WHAT IS NEEDED ▸
Output the material exactly, with every line intact.

· · · · ·

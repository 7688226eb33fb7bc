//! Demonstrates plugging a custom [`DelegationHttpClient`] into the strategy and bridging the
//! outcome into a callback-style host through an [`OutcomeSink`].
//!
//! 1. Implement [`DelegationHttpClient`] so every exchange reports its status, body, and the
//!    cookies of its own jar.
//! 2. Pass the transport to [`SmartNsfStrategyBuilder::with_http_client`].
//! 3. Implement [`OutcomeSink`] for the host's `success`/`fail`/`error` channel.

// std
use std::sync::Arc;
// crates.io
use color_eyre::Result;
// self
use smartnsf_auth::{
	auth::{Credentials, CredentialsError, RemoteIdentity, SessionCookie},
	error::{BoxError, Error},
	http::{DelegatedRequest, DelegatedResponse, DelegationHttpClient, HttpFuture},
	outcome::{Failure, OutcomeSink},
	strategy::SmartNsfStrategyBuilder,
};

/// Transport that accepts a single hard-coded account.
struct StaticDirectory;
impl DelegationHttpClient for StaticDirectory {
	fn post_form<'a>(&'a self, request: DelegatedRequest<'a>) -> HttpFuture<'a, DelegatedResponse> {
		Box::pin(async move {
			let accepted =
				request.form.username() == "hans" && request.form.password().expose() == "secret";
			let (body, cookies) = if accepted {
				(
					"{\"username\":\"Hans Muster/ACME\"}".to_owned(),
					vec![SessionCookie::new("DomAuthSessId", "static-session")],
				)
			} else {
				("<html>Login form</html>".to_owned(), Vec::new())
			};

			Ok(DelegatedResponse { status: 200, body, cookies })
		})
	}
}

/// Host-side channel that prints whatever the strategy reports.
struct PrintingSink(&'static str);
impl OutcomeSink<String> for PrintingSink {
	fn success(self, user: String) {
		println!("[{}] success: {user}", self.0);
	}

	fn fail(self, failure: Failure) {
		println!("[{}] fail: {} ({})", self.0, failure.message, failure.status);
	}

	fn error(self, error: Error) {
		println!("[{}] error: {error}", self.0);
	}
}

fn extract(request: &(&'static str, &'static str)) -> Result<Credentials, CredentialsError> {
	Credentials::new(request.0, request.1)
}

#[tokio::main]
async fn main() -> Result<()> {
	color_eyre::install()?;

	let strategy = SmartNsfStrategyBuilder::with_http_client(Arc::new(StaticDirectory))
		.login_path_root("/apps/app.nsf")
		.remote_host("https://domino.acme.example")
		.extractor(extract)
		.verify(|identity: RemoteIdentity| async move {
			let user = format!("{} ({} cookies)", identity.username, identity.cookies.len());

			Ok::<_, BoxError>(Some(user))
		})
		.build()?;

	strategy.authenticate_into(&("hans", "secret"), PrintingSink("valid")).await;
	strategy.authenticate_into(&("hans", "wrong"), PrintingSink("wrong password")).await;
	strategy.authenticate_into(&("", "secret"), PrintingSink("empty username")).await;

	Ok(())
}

· · · · ·

PROBLEM SOLUTION ▸
repository 7688226eb33fb7bc
//! Demonstrates plugging a custom [`DelegationHttpClient`] into the strategy and bridging the
//! outcome into a callback-style host through an [`OutcomeSink`].
//!
//! 1. Implement [`DelegationHttpClient`] so every exchange reports its status, body, and the
//!    cookies of its own jar.
//! 2. Pass the transport to [`SmartNsfStrategyBuilder::with_http_client`].
//! 3. Implement [`OutcomeSink`] for the host's `success`/`fail`/`error` channel.

// std
use std::sync::Arc;
// crates.io
use color_eyre::Result;
// self
use smartnsf_auth::{
	auth::{Credentials, CredentialsError, RemoteIdentity, SessionCookie},
	error::{BoxError, Error},
	http::{DelegatedRequest, DelegatedResponse, DelegationHttpClient, HttpFuture},
	outcome::{Failure, OutcomeSink},
	strategy::SmartNsfStrategyBuilder,
};

/// Transport that accepts a single hard-coded account.
struct StaticDirectory;
impl DelegationHttpClient for StaticDirectory {
	fn post_form<'a>(&'a self, request: DelegatedRequest<'a>) -> HttpFuture<'a, DelegatedResponse> {
		Box::pin(async move {
			let accepted =
				request.form.username() == "hans" && request.form.password().expose() == "secret";
			let (body, cookies) = if accepted {
				(
					"{\"username\":\"Hans Muster/ACME\"}".to_owned(),
					vec![SessionCookie::new("DomAuthSessId", "static-session")],
				)
			} else {
				("<html>Login form</html>".to_owned(), Vec::new())
			};

			Ok(DelegatedResponse { status: 200, body, cookies })
		})
	}
}

/// Host-side channel that prints whatever the strategy reports.
struct PrintingSink(&'static str);
impl OutcomeSink<String> for PrintingSink {
	fn success(self, user: String) {
		println!("[{}] success: {user}", self.0);
	}

	fn fail(self, failure: Failure) {
		println!("[{}] fail: {} ({})", self.0, failure.message, failure.status);
	}

	fn error(self, error: Error) {
		println!("[{}] error: {error}", self.0);
	}
}

fn extract(request: &(&'static str, &'static str)) -> Result<Credentials, CredentialsError> {
	Credentials::new(request.0, request.1)
}

#[tokio::main]
async fn main() -> Result<()> {
	color_eyre::install()?;

	let strategy = SmartNsfStrategyBuilder::with_http_client(Arc::new(StaticDirectory))
		.login_path_root("/apps/app.nsf")
		.remote_host("https://domino.acme.example")
		.extractor(extract)
		.verify(|identity: RemoteIdentity| async move {
			let user = format!("{} ({} cookies)", identity.username, identity.cookies.len());

			Ok::<_, BoxError>(Some(user))
		})
		.build()?;

	strategy.authenticate_into(&("hans", "secret"), PrintingSink("valid")).await;
	strategy.authenticate_into(&("hans", "wrong"), PrintingSink("wrong password")).await;
	strategy.authenticate_into(&("", "secret"), PrintingSink("empty username")).await;

	Ok(())
}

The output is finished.